A few favoured recovery spots were noticed, such as the coasts of Ile de Batz, where 7 lobsters tagged in 2010 and 1 tagged in 2011, from different areas of release, have been found.

On the contrary, lobsters released in the Bay of Lannion, located at the West of the maritime district of Paimpol, seem to stay within the Bay. The circular marine currents and the closeness of a rocky seabed may keep them in that Bay. Further research on the causes of displacement is considered necessary.

Plotting results of lobster movements

An efficient fishing reserve

Sampling on board the professional fishing boats revealed a larger range of sizes within the reserve of La Horaine, compare to outside. In the same way, the mean carapace length seems to be bigger within the reserve, as is the mean weight. Moreover, the catch rate of commercial lobsters (i.e. where the carapace length is above the minimum landing size of 87mm) is higher in lines put in the reserve than in lines put outside. Thus, the catch per unit of effort (CPUE in Kg of lobster per 100 pots) is higher within the reserve compared to outside, whatever the season. To make a complete assessment of the ‘reserve effect’ and to assure a correct survey of the stock of lobsters’ exploitation, the sampling has to be continued in the future in a similar way.

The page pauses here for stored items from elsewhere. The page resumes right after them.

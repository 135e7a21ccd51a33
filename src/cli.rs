//! Command-line interface

use std::path::PathBuf;

use clap::{Args, Parser, Subcommand};
use clap_complete::Shell;

use crate::config::Config;
use crate::sources::SourceKind;

#[derive(Parser)]
#[command(name = "droplist")]
#[command(author, version, about = "Searchable dropdown picker for the terminal", long_about = None)]
pub struct Cli {
    #[command(subcommand)]
    pub command: Commands,
}

#[derive(Subcommand)]
pub enum Commands {
    /// Pick an item interactively and print its value
    Pick(PickArgs),

    /// Show the effective configuration
    Config {
        /// Only print the config file path
        #[arg(long)]
        path: bool,
    },

    /// Generate shell completions
    Completions {
        /// Shell to generate completions for
        #[arg(value_enum)]
        shell: Shell,
    },
}

#[derive(Debug, Clone, Default, Args)]
pub struct PickArgs {
    /// Where items come from
    #[arg(short, long, value_enum)]
    pub source: Option<SourceKind>,

    /// Options file (.json or .toml); implies `--source file`
    #[arg(short, long)]
    pub options: Option<PathBuf>,

    /// Quiet period before searching, in ms (0 = every keystroke)
    #[arg(short, long)]
    pub throttle: Option<u64>,

    /// Items per page
    #[arg(long)]
    pub page_size: Option<usize>,

    /// Simulated latency for the word list, in ms
    #[arg(long)]
    pub latency: Option<u64>,

    /// Don't move the highlight when the pointer hovers an item
    #[arg(long)]
    pub no_hover: bool,

    /// Text shown before anything is picked
    #[arg(short, long)]
    pub placeholder: Option<String>,
}

impl PickArgs {
    /// Overlay the flags that were given onto `config`
    pub fn apply(&self, config: &mut Config) {
        if let Some(source) = self.source {
            config.source = source;
        } else if self.options.is_some() {
            config.source = SourceKind::File;
        }
        if let Some(ms) = self.throttle {
            config.throttle_ms = ms;
        }
        if let Some(size) = self.page_size {
            config.page_size = size;
        }
        if let Some(ms) = self.latency {
            config.latency_ms = ms;
        }
        if self.no_hover {
            config.select_on_hover = false;
        }
        if self.placeholder.is_some() {
            config.placeholder = self.placeholder.clone();
        }
    }
}
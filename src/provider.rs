//! Common contract for anything that fills the dropdown list
//!
//! Both the paginated [`Loader`](crate::loader::Loader) and the in-memory
//! [`SelectFilter`](crate::select_filter::SelectFilter) implement
//! `ItemProvider`, so the widget can drive either one the same way.

use crate::model::Entry;
use crate::viewport::Viewport;

/// Notifications raised by a provider for the widget to consume
#[derive(Debug, Clone, PartialEq, Eq)]
pub enum ProviderEvent<C> {
    /// The list entered its loading state
    LoadingStarted,
    /// The list left its loading state
    LoadingEnded,
    /// Previously rendered entries were dropped before a fresh first page
    Cleared,
    /// `count` entries were appended from page `page`
    BatchAppended { count: usize, page: usize },
    /// The source ran dry without producing a single entry for `term`
    ExhaustedEmpty { term: String },
    /// The session filled the viewport or ran out of items
    Settled(C),
}

pub trait ItemProvider<T, C> {
    /// Start a fresh session for `term`. `on_settled` comes back as
    /// [`ProviderEvent::Settled`] once the session settles.
    fn load(&mut self, term: &str, on_settled: Option<C>, viewport: &Viewport);

    /// Fetch more if the viewport still has room
    fn check_more(&mut self, viewport: &Viewport);

    /// Apply results that arrived since the last call.
    /// Returns the number of results applied.
    fn pump(&mut self, _viewport: &Viewport) -> usize {
        0
    }

    /// Rendered entries in display order
    fn entries(&self) -> &[Entry<T>];

    /// Rendered entries, for in-place refresh
    fn entries_mut(&mut self) -> &mut [Entry<T>];

    /// Take all pending events, oldest first
    fn drain_events(&mut self) -> Vec<ProviderEvent<C>>;

    fn is_loading(&self) -> bool {
        false
    }

    /// Index of the entry that should start out selected, if the provider
    /// knows one (static option lists)
    fn preselected(&self) -> Option<usize> {
        None
    }

    /// The term of the most recent session
    fn term(&self) -> &str;
}
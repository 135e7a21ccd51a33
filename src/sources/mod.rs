//! Ready-made item sources
//!
//! - `words`: built-in list of command-line tools, paged in memory
//! - `crates`: crates.io search
//! - `file`: a JSON or TOML options file, filtered synchronously

mod crates_io;
mod static_list;

use std::path::Path;

use anyhow::{Context, Result, bail};
use clap::ValueEnum;
use serde::{Deserialize, Serialize};

pub use crates_io::CratesIoSource;
pub use static_list::StaticSource;

use crate::model::Choice;

#[derive(Debug, Clone, Copy, PartialEq, Eq, Default, ValueEnum, Serialize, Deserialize)]
#[serde(rename_all = "lowercase")]
pub enum SourceKind {
    #[default]
    Words,
    Crates,
    File,
}

/// Built-in demo data
pub const WORDS: &[&str] = &[
    "bat", "bottom", "broot", "choose", "delta", "difftastic", "dust", "eza", "fd", "fzf",
    "gitui", "glow", "grex", "helix", "hexyl", "htop", "hyperfine", "jless", "jq", "just",
    "lazygit", "lsd", "mcfly", "miniserve", "navi", "nushell", "ouch", "pastel", "procs",
    "ripgrep", "ruff", "sd", "skim", "starship", "tealdeer", "tokei", "topgrade", "xh",
    "yazi", "zellij", "zoxide", "atuin", "bandwhich", "bacon", "cargo-edit", "cargo-watch",
    "dog", "du-dust", "fselect", "gping", "kondo", "macchina", "onefetch", "qsv",
    "rga", "silicon", "tailspin", "trippy", "watchexec", "xsv",
];

pub fn words() -> Vec<Choice> {
    WORDS.iter().map(|w| Choice::new(*w)).collect()
}

#[derive(Debug, Deserialize)]
struct OptionsFile {
    options: Vec<Choice>,
}

/// Read choices from a `.json` or `.toml` file with a top-level `options`
/// array. A JSON file may also be a bare array.
pub fn load_options(path: &Path) -> Result<Vec<Choice>> {
    let content = std::fs::read_to_string(path)
        .with_context(|| format!("Failed to read options from {}", path.display()))?;
    let ext = path.extension().and_then(|e| e.to_str()).unwrap_or_default();
    let options = match ext {
        "toml" => {
            toml::from_str::<OptionsFile>(&content)
                .with_context(|| format!("Failed to parse options from {}", path.display()))?
                .options
        }
        "json" => serde_json::from_str::<Vec<Choice>>(&content)
            .or_else(|_| serde_json::from_str::<OptionsFile>(&content).map(|f| f.options))
            .with_context(|| format!("Failed to parse options from {}", path.display()))?,
        other => bail!("Unsupported options file type '{other}' (expected .json or .toml)"),
    };
    Ok(options)
}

Above all the scientific results, this program make different sea users acting together

As said before, this program is partly funded by EDF, realized by a professional organization with the participation and for the interest of the local professional fishermen and supported by leisure fishermen. Actually, the associations of leisure fishery of the maritime district of Lannion-Paimpol are fully implicated in this program: fourteen of them reported re-catches of tagged lobsters in 2010 and 2011, and two of the lobsters that have been tagged were from leisure fishery. Being on board or in the harbours to tag the lobsters allows discussions with everyone working around the fishery industry, even with the general public. Information about the EDF’s project or about the lobster fishery can be provided and a certain conception of the fishermen and their implication in improving knowledge about the stocks they are exploiting can arise from that kind of program.